Sources have confirmed that the ISG's primary task is to comprehensively assess Reliance Infrastructure's representations. Their work will culminate in a report that addresses various aspects of the potential acquisition of Metro One by MMRDA. This encompasses a careful evaluation of representations, project valuation, and advisory recommendations related to the acquisition of Mumbai Metro, including insights from expert consultants.
In light of documents obtained through the Right to Information (RTI) channelled by Anil Galgali in January 2023, Reliance Infrastructure initially extended an offer in July 2020. Their proposal envisioned the comprehensive development of a depot at DN Nagar, owned by MMOPL in the suburbs, as well as the creation of 12 stations through real estate development. The proposal also highlighted the development potential based on the available Floor Space Index (FSI) as per the Development Control (DC) rules. Presently, an FSI of around 68 lakh square feet is available, with the current construction area spanning 5.06 lakh square feet and an expansive 85.81 lakh square feet earmarked for future development. As a result, the aggregate saleable area is projected at 91 lakh square feet, opening avenues for headquarters and government offices pertaining to all metro lines.

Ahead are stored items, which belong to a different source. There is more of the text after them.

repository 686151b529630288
// src/config/mod.rs
pub mod consts;
pub mod options;
// src/core/sanitize.rs

/// Session headings on the program page, raw markup entities included.
/// Applied in order; `&nbsp;` must go before `;`.
const SESSION_REPLACEMENTS: &[(&str, &str)] = &[
    ("&nbsp;", "_"),
    ("&amp", "_"),
    (";", ""),
    (" ", "_"),
    ("/", "_"),
    (",", ""),
    ("(1)", ""),
    ("(2)", ""),
    ("(3)", ""),
];

/// Workshop titles from the menu anchor text (entities already decoded).
const WORKSHOP_REPLACEMENTS: &[(&str, &str)] = &[
    (" ", "_"),
    (",", ""),
    (":", ""),
    (".", "_"),
    ("-", "_"),
    ("?", ""),
    ("/", "_"),
];

pub fn normalize_entities(s: &str) -> String {
    s.replace("&nbsp;", " ").replace("&amp;", "&")
}

pub fn normalize_ws(s: &str) -> String {
    let mut out = String::with_capacity(s.len());
    let mut prev_space = false;
    for ch in s.chars() {
        if ch.is_whitespace() {
            if !prev_space { out.push(' '); prev_space = true; }
        } else { out.push(ch); prev_space = false; }
    }
    out.trim().to_string()
}

fn apply_table(s: &str, table: &[(&str, &str)]) -> String {
    table
        .iter()
        .fold(s.to_string(), |acc, (from, to)| acc.replace(from, to))
}

/// Collapse `__` runs and trim `_` at both ends.
fn tidy_underscores(s: &str) -> String {
    let mut out = String::with_capacity(s.len());
    let mut last_us = false;
    for ch in s.chars() {
        if ch == '_' {
            if !last_us { out.push(ch); }
            last_us = true;
        } else {
            out.push(ch);
            last_us = false;
        }
    }
    out.trim_matches('_').to_string()
}

/// Session heading -> folder name.
pub fn session_folder_name(raw: &str) -> String {
    tidy_underscores(&apply_table(raw.trim(), SESSION_REPLACEMENTS))
}

/// Workshop menu text -> folder name.
pub fn workshop_folder_name(text: &str) -> String {
    tidy_underscores(&apply_table(&normalize_ws(text), WORKSHOP_REPLACEMENTS))
}

/// Expected paper title as compared against candidate labels:
/// entities decoded, colons dropped, lowercase, single-spaced.
pub fn normalize_title(text: &str) -> String {
    normalize_ws(&normalize_entities(text).replace(':', "").to_lowercase())
}

/// True if `name` can be used as a single path component.
pub fn is_safe_component(name: &str) -> bool {
    !name.is_empty()
        && name != "."
        && name != ".."
        && !name.contains(['/', '\\'])
}

#[cfg(test)]
mod tests {
    use super::*;

    #[test]
    fn session_names_become_folder_safe() {
        assert_eq!(
            session_folder_name("Oral 1.1A&nbsp;Deep Learning (1)"),
            "Oral_1.1A_Deep_Learning"
        );
        assert_eq!(
            session_folder_name("Vision &amp; Language, Video/Action (3)"),
            "Vision_Language_Video_Action"
        );
        assert_eq!(session_folder_name("Posters"), "Posters");
    }

    #[test]
    fn workshop_names_become_folder_safe() {
        assert_eq!(
            workshop_folder_name("Fair, Data-Efficient and Trusted CV: What now?"),
            "Fair_Data_Efficient_and_Trusted_CV_What_now"
        );
        assert_eq!(workshop_folder_name("AI City 2.0 / Re-ID"), "AI_City_2_0_Re_ID");
    }

    #[test]
    fn titles_are_lowercased_without_colons() {
        assert_eq!(
            normalize_title("  DeepNet:  Learning &amp; Seeing "),
            "deepnet learning & seeing"
        );
    }

    #[test]
    fn safe_component_rejects_traversal() {
        assert!(is_safe_component("paper.pdf"));
        assert!(!is_safe_component(".."));
        assert!(!is_safe_component(""));
        assert!(!is_safe_component("a/b"));
    }
}
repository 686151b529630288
// src/lib.rs

#[macro_use]
pub mod macros;

pub mod cli;
pub mod config;
pub mod core;
pub mod error;
pub mod fetch;
pub mod file;
pub mod logging;
pub mod matching;
pub mod progress;
pub mod runner;
pub mod scrape;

The inception of this remarkable project dates back to March 7, 2007, marked by a concession agreement between MMRDA and MMOPL. This pivotal collaboration materialized into a project valued at approximately Rs 2,356 crore, crafted under the principles of public-private partnership. Nevertheless, MMOPL has raised concerns regarding this figure, contending that the project cost has surged to Rs 4,321 crore—an argument bolstered during their past fare hike justification.
The progression of this process entails crucial stages. Following the ISG's submission of their comprehensive report, it will undergo initial scrutiny by MMRDA's executive committee, followed by endorsement from the authority itself. Ultimately, the ultimate decision rests with the state cabinet, signifying the culmination of this momentous journey.